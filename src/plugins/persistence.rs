//! Product list persistence: one versioned JSON envelope in one durable slot.
//!
//! Stored shape (version 1):
//!
//! ```json
//! {"schema_version":1,"products":[{"id":"...","name":"Milk","price":4.99,"store":"Lidl","purchased":false}]}
//! ```
//!
//! A bare JSON array is the older unversioned layout. It is still read (extra
//! per-item fields such as `isNew`/`exiting` are dropped) and is rewritten as
//! version 1 on the next save. Anything else is rejected as a whole.

use crate::core::error::ShoplistError;
use crate::core::schemas::PRODUCTS_SCHEMA_VERSION;
use crate::core::storage::KeyValueStorage;
use crate::plugins::product::Product;
use serde::{Deserialize, Serialize};
use serde_json::Value as JsonValue;
use std::collections::HashSet;

#[derive(Serialize)]
struct EnvelopeRef<'a> {
    schema_version: u32,
    products: &'a [Product],
}

#[derive(Deserialize)]
#[serde(deny_unknown_fields)]
struct Envelope {
    schema_version: u32,
    products: Vec<Product>,
}

pub fn encode_products(products: &[Product]) -> Result<String, ShoplistError> {
    let envelope = EnvelopeRef {
        schema_version: PRODUCTS_SCHEMA_VERSION,
        products,
    };
    Ok(serde_json::to_string(&envelope)?)
}

pub fn decode_products(raw: &str) -> Result<Vec<Product>, ShoplistError> {
    let value: JsonValue = serde_json::from_str(raw)
        .map_err(|e| ShoplistError::DecodeError(format!("not JSON: {e}")))?;

    match &value {
        JsonValue::Array(_) => {}
        JsonValue::Object(obj) => {
            let version = obj.get("schema_version").and_then(JsonValue::as_u64);
            if version != Some(u64::from(PRODUCTS_SCHEMA_VERSION)) {
                return Err(ShoplistError::DecodeError(format!(
                    "unsupported schema_version: {}",
                    obj.get("schema_version").cloned().unwrap_or(JsonValue::Null)
                )));
            }
        }
        other => {
            return Err(ShoplistError::DecodeError(format!(
                "unexpected top-level value: {}",
                json_kind(other)
            )));
        }
    }

    let products = if value.is_array() {
        serde_json::from_value::<Vec<Product>>(value)
            .map_err(|e| ShoplistError::DecodeError(format!("legacy list: {e}")))?
    } else {
        serde_json::from_value::<Envelope>(value)
            .map_err(|e| ShoplistError::DecodeError(format!("envelope: {e}")))?
            .products
    };

    let mut seen = HashSet::with_capacity(products.len());
    for product in &products {
        product.validate()?;
        if !seen.insert(product.id.as_str()) {
            return Err(ShoplistError::DecodeError(format!(
                "duplicate product id {}",
                product.id
            )));
        }
    }
    Ok(products)
}

fn json_kind(value: &JsonValue) -> &'static str {
    match value {
        JsonValue::Null => "null",
        JsonValue::Bool(_) => "bool",
        JsonValue::Number(_) => "number",
        JsonValue::String(_) => "string",
        JsonValue::Array(_) => "array",
        JsonValue::Object(_) => "object",
    }
}

/// Reads and writes the whole product list under one key.
pub struct PersistenceGateway {
    storage: Box<dyn KeyValueStorage>,
    key: String,
}

impl PersistenceGateway {
    pub fn new(storage: Box<dyn KeyValueStorage>, key: impl Into<String>) -> Self {
        Self {
            storage,
            key: key.into(),
        }
    }

    pub fn key(&self) -> &str {
        &self.key
    }

    /// Overwrite the slot with `products`.
    pub fn save(&self, products: &[Product]) -> Result<(), ShoplistError> {
        let payload = encode_products(products)?;
        self.storage.set_item(&self.key, &payload)
    }

    /// `Ok(None)` when the slot has never been written.
    pub fn load(&self) -> Result<Option<Vec<Product>>, ShoplistError> {
        match self.storage.get_item(&self.key)? {
            Some(raw) => decode_products(&raw).map(Some),
            None => Ok(None),
        }
    }

    pub fn clear(&self) -> Result<(), ShoplistError> {
        self.storage.remove_item(&self.key)
    }

    /// Where a payload that failed to decode is kept.
    pub fn rejected_key(&self) -> String {
        format!("{}.rejected", self.key)
    }

    /// Copy the raw slot to [`Self::rejected_key`] so the next save cannot
    /// destroy it. Returns false when the slot is empty.
    pub fn preserve_rejected(&self) -> Result<bool, ShoplistError> {
        match self.storage.get_item(&self.key)? {
            Some(raw) => {
                self.storage.set_item(&self.rejected_key(), &raw)?;
                Ok(true)
            }
            None => Ok(false),
        }
    }
}

#[cfg(test)]
mod tests {
    use super::*;
    use crate::core::storage::MemoryStorage;

    fn product(id: &str, name: &str, price: f64) -> Product {
        Product {
            id: id.into(),
            name: name.into(),
            price,
            store: "Lidl".into(),
            purchased: false,
        }
    }

    #[test]
    fn test_save_then_load_round_trips() {
        let storage = MemoryStorage::new();
        let gateway = PersistenceGateway::new(Box::new(storage.clone()), "shoppingList");
        let mut items = vec![product("b", "Bread", 3.5), product("a", "Milk", 4.99)];
        items[1].purchased = true;

        gateway.save(&items).unwrap();
        assert_eq!(gateway.load().unwrap(), Some(items));

        let raw = storage.peek("shoppingList").unwrap();
        assert!(raw.starts_with("{\"schema_version\":1,"));
    }

    #[test]
    fn test_load_absent_slot_is_none() {
        let gateway = PersistenceGateway::new(Box::new(MemoryStorage::new()), "shoppingList");
        assert_eq!(gateway.load().unwrap(), None);
    }

    #[test]
    fn test_decode_legacy_array_drops_transient_flags() {
        let raw = r#"[
            {"id":"1733000000000","name":"Milk","price":4.99,"store":"Lidl","purchased":true,"isNew":false,"exiting":true},
            {"id":"1732999999999","name":"Bread","price":3,"store":"Żabka"}
        ]"#;
        let products = decode_products(raw).unwrap();
        assert_eq!(products.len(), 2);
        assert_eq!(products[0].id, "1733000000000");
        assert!(products[0].purchased);
        assert!(!products[1].purchased);
        assert_eq!(products[1].price, 3.0);

        let reencoded = encode_products(&products).unwrap();
        assert!(!reencoded.contains("exiting"));
        assert!(!reencoded.contains("isNew"));
    }

    #[test]
    fn test_decode_rejects_unknown_version() {
        let err = decode_products(r#"{"schema_version":2,"products":[]}"#).unwrap_err();
        assert!(matches!(err, ShoplistError::DecodeError(_)));
        let err = decode_products(r#"{"products":[]}"#).unwrap_err();
        assert!(matches!(err, ShoplistError::DecodeError(_)));
    }

    #[test]
    fn test_decode_rejects_duplicate_ids() {
        let raw = r#"{"schema_version":1,"products":[
            {"id":"x","name":"A","price":1,"store":"S","purchased":false},
            {"id":"x","name":"B","price":2,"store":"S","purchased":false}
        ]}"#;
        let err = decode_products(raw).unwrap_err();
        assert!(err.to_string().contains("duplicate"));
    }

    #[test]
    fn test_decode_rejects_partial_data() {
        // A NaN price was serialized as null by the old app.
        let raw = r#"[{"id":"1","name":"A","price":null,"store":"S"}]"#;
        assert!(decode_products(raw).is_err());
        let raw = r#"{"schema_version":1,"products":[],"extra":true}"#;
        assert!(decode_products(raw).is_err());
        assert!(decode_products("\"hello\"").is_err());
        assert!(decode_products("{not json").is_err());
    }

    #[test]
    fn test_preserve_rejected_copies_raw_slot() {
        let storage = MemoryStorage::new();
        let gateway = PersistenceGateway::new(Box::new(storage.clone()), "shoppingList");
        assert!(!gateway.preserve_rejected().unwrap());

        let raw = r#"[{"id":"1","name":"A","price":null,"store":"S"}]"#;
        storage.set_item("shoppingList", raw).unwrap();
        assert!(gateway.preserve_rejected().unwrap());
        assert_eq!(storage.peek("shoppingList.rejected").as_deref(), Some(raw));
        assert_eq!(storage.peek("shoppingList").as_deref(), Some(raw));
    }

    #[test]
    fn test_clear_removes_slot() {
        let gateway = PersistenceGateway::new(Box::new(MemoryStorage::new()), "k");
        gateway.save(&[product("a", "A", 1.0)]).unwrap();
        gateway.clear().unwrap();
        assert_eq!(gateway.load().unwrap(), None);
    }
}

+===+

• [WORK TO COMPLETE]
Please report the number of lines in the listing that include "purchased", and add nothing to it.

• [RESULT OF THE EXERCISE]
8